从上面的分析中可以看出,对内部束缚表达不满的媒体人基本来自央视和市场化报纸,但这样的话,对于新闻行业争取外部普通公众的理解和支持,了解传统新闻人出走时的内心苦闷,揭示新闻行业转型中遇到的制度瓶颈,就显得不够了。
技术冲击:新媒体崛起,媒体人感慨“黄金时代”不再
身为媒体人,他们往往能够较早地敏锐感受到新技术给传统媒体带来的冲击,从《南方都市报》跳槽到网易、后又从网易离职创业的龙志认为,“除了大家经常抱怨环境不好,更直接的是来自外部,来自网络的冲击,更先进的技术,实实在在地冲击了传统媒体”。
原中央电视台主持人、制片人马东从开机率下降的数据,意识到这个行业“从根上发生了巨变”,“如果对此麻木,就不是一个敏感的媒体人”;记者王晓亮称,“2013年,都市类媒体真正意识到了寒冬……在新闻法尚未出台、职业化还未成型、新闻专业主义还没来得及建立的时候,都市报已经进入末日黄昏”;原《东莞时报》编委高宏利称自己“既抓住了纸媒黄金十年的尾巴,也慢慢看到了危机四伏的星火”;傅剑锋则感慨,“传统媒体的议程设置能力已经完全被互联网所替代了……传统媒体的黄金时代已经过去了,下一个黄金时代一定是互联网的了”。
“生态系统被打破”、“黄金时代过去了”、“身处夕阳行业”、“传统媒体天平翘起”、“沉没的巨轮”……将上述媒体人对传统新闻行业的比喻意象放在一起,可以很清晰地勾勒出他们对传统媒体无可挽回地衰落的悲观心态。
而这种说法,早在2010年末,面对刘东华的离职,曾任《京华时报》总编辑、《中国周刊》执行社长兼总编辑,时任阿里巴巴集团副总裁的朱德付就提出,“这也是在向一个时代告别,而那个时代,充满了光荣与梦想”。

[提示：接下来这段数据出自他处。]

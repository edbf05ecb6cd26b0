//! Environment-backed key provider for `KalkanDB`.
//!
//! Secrets come from external configuration, never from code:
//!
//! ```text
//! KALKANDB__MASTER_KEY        32-byte hex master secret (required)
//! KALKANDB__HASHING_SALT      shadow-index pepper (required only for querying)
//! ```
//!
//! Each variable also supports `_FILE` indirection in the docker-secrets
//! style: `KALKANDB__MASTER_KEY_FILE=/run/secrets/master` reads the trimmed
//! file contents instead. The KEK is derived from the master secret with
//! HKDF-SHA256, so the raw secret is never used as a cipher key directly.
//!
//! A missing hashing salt is not an error here: encryption proceeds without
//! it, and digest paths fail fast with `MissingKeyMaterial` on first use.

#![warn(clippy::pedantic, clippy::nursery)]

use chacha20poly1305::{
    aead::{rand_core::RngCore, Aead, KeyInit, OsRng},
    ChaCha20Poly1305, Nonce,
};
use kalkandb::error::KeyProviderError;
use kalkandb::kdf::derive_subkey;
use kalkandb::key_provider::KeyProvider;
use secrecy::{ExposeSecret, SecretVec};
use sha2::{Digest, Sha256};
use std::env;
use std::fs;
use zeroize::Zeroizing;

/// Default environment variable prefix.
pub const DEFAULT_ENV_PREFIX: &str = "KALKANDB";

/// Required master-key length in bytes.
const MASTER_KEY_LEN: usize = 32;

/// Nonce size for DEK wrapping (96 bits).
const NONCE_SIZE: usize = 12;

/// HKDF label separating the KEK from other keys derived from the master.
const KEK_LABEL: &str = "kalkandb/kek";

/// Key provider backed by environment configuration.
///
/// # Example
///
/// ```ignore
/// use kalkandb_key_env::EnvKeyProvider;
///
/// // export KALKANDB__MASTER_KEY=<64 hex chars>
/// // export KALKANDB__HASHING_SALT=<random string>
/// let provider = EnvKeyProvider::from_env()?;
/// ```
pub struct EnvKeyProvider {
    kek_id: String,
    kek: SecretVec<u8>,
    pepper: Option<SecretVec<u8>>,
}

impl EnvKeyProvider {
    /// Creates a provider from the standard `KALKANDB__*` variables.
    ///
    /// # Errors
    ///
    /// Returns `KeyProviderError::NoActiveKek` if the master key is not
    /// configured, or `KeyProviderError::InvalidKeyMaterial` if it is
    /// malformed.
    pub fn from_env() -> Result<Self, KeyProviderError> {
        Self::from_env_prefixed(DEFAULT_ENV_PREFIX)
    }

    /// Creates a provider from `<prefix>__*` variables.
    ///
    /// Distinct prefixes let several isolated schemas (or tests) coexist in
    /// one process without sharing secrets.
    ///
    /// # Errors
    ///
    /// Same conditions as [`from_env`](Self::from_env).
    pub fn from_env_prefixed(prefix: &str) -> Result<Self, KeyProviderError> {
        let master_hex = read_secret(&format!("{prefix}__MASTER_KEY"))?
            .ok_or(KeyProviderError::NoActiveKek)?;

        let master = Zeroizing::new(hex::decode(master_hex.as_str()).map_err(|e| {
            KeyProviderError::InvalidKeyMaterial(format!("master key is not valid hex: {e}"))
        })?);

        let pepper = read_secret(&format!("{prefix}__HASHING_SALT"))?
            .map(|salt| SecretVec::new(salt.as_bytes().to_vec()));

        Self::new(SecretVec::new(master.to_vec()), pepper)
    }

    /// Creates a provider from key material directly.
    ///
    /// # Arguments
    ///
    /// * `master` - 32-byte master secret; the KEK is derived from it
    /// * `pepper` - Optional hashing secret for the shadow index
    ///
    /// # Errors
    ///
    /// Returns `KeyProviderError::InvalidKeyMaterial` if the master secret
    /// has the wrong length or KEK derivation fails.
    pub fn new(
        master: SecretVec<u8>,
        pepper: Option<SecretVec<u8>>,
    ) -> Result<Self, KeyProviderError> {
        if master.expose_secret().len() != MASTER_KEY_LEN {
            return Err(KeyProviderError::InvalidKeyMaterial(format!(
                "master key must be {MASTER_KEY_LEN} bytes, got {}",
                master.expose_secret().len()
            )));
        }

        let kek = derive_subkey(&master, KEK_LABEL).map_err(|_| {
            KeyProviderError::InvalidKeyMaterial("KEK derivation failed".to_string())
        })?;

        // The KEK id is a fingerprint of the master secret, so ciphertext
        // produced under a different secret names a KEK this provider does
        // not hold and fails with KekNotFound instead of garbage output.
        let fingerprint = Sha256::digest(master.expose_secret());
        let kek_id = format!("env-{}", hex::encode(&fingerprint[..4]));

        Ok(Self { kek_id, kek, pepper })
    }
}

impl KeyProvider for EnvKeyProvider {
    fn current_kek_id(&self) -> Result<String, KeyProviderError> {
        Ok(self.kek_id.clone())
    }

    fn wrap_dek(&self, kek_id: &str, dek: &[u8]) -> Result<Vec<u8>, KeyProviderError> {
        if kek_id != self.kek_id {
            return Err(KeyProviderError::KekNotFound(kek_id.to_string()));
        }

        let cipher = ChaCha20Poly1305::new_from_slice(self.kek.expose_secret())
            .map_err(|e| KeyProviderError::WrapFailed(format!("invalid KEK: {e}")))?;

        let mut nonce_bytes = [0u8; NONCE_SIZE];
        OsRng.fill_bytes(&mut nonce_bytes);
        let nonce = Nonce::from(nonce_bytes);

        let wrapped = cipher
            .encrypt(&nonce, dek)
            .map_err(|e| KeyProviderError::WrapFailed(format!("DEK encryption failed: {e}")))?;

        let mut result = Vec::with_capacity(NONCE_SIZE + wrapped.len());
        result.extend_from_slice(&nonce_bytes);
        result.extend_from_slice(&wrapped);
        Ok(result)
    }

    fn unwrap_dek(
        &self,
        kek_id: &str,
        wrapped_dek: &[u8],
    ) -> Result<SecretVec<u8>, KeyProviderError> {
        if kek_id != self.kek_id {
            return Err(KeyProviderError::KekNotFound(kek_id.to_string()));
        }

        if wrapped_dek.len() < NONCE_SIZE {
            return Err(KeyProviderError::UnwrapFailed("wrapped DEK too short".to_string()));
        }

        let cipher = ChaCha20Poly1305::new_from_slice(self.kek.expose_secret())
            .map_err(|e| KeyProviderError::UnwrapFailed(format!("invalid KEK: {e}")))?;

        let nonce_bytes: [u8; NONCE_SIZE] = wrapped_dek[..NONCE_SIZE]
            .try_into()
            .map_err(|_| KeyProviderError::UnwrapFailed("invalid nonce".to_string()))?;
        let nonce = Nonce::from(nonce_bytes);

        let dek = cipher
            .decrypt(&nonce, &wrapped_dek[NONCE_SIZE..])
            .map_err(|e| KeyProviderError::UnwrapFailed(format!("DEK decryption failed: {e}")))?;

        Ok(SecretVec::new(dek))
    }

    fn get_pepper(&self) -> Result<Option<SecretVec<u8>>, KeyProviderError> {
        Ok(self.pepper.as_ref().map(|p| SecretVec::new(p.expose_secret().clone())))
    }
}

/// Reads a secret from `var`, falling back to `var_FILE` indirection.
///
/// Empty values count as absent, so a blank variable is never silently
/// promoted to a usable secret.
fn read_secret(var: &str) -> Result<Option<Zeroizing<String>>, KeyProviderError> {
    if let Ok(value) = env::var(var) {
        let value = Zeroizing::new(value);
        if !value.trim().is_empty() {
            return Ok(Some(Zeroizing::new(value.trim().to_string())));
        }
    }

    if let Ok(path) = env::var(format!("{var}_FILE")) {
        if !path.trim().is_empty() {
            let contents = Zeroizing::new(fs::read_to_string(path.trim())?);
            if !contents.trim().is_empty() {
                return Ok(Some(Zeroizing::new(contents.trim().to_string())));
            }
        }
    }

    Ok(None)
}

朱德付称,从2005年前后开始,传统媒体已经基本走完了它的生命周期。新媒体的冲击让传统媒体成为强弩之末,像刘东华这样的老媒体从业者已无法再在这个领域超越自我,选择转型是一种对历史潮流的顺应。
不过,被迫离开央视的媒体人王青雷坚持认为,不能将当下中国传统媒体衰落的现象过分推给技术因素,“现在有很多人认为,这场变革的本身是技术革命的结果,因而传统媒体的溃败无可挽回。坦白地说,在中国,这是一个并不完全正确的结论。包括央视在内在中国传统媒体,真正的溃败原因不是无法对抗新媒体的冲击”。而2015年12月刚从《南方人物周刊》主编岗位离职的徐列也认为,“记者并没有衰落。现在是传统媒体衰落、新媒体兴盛的时代,而记者永远处在黄金时代”。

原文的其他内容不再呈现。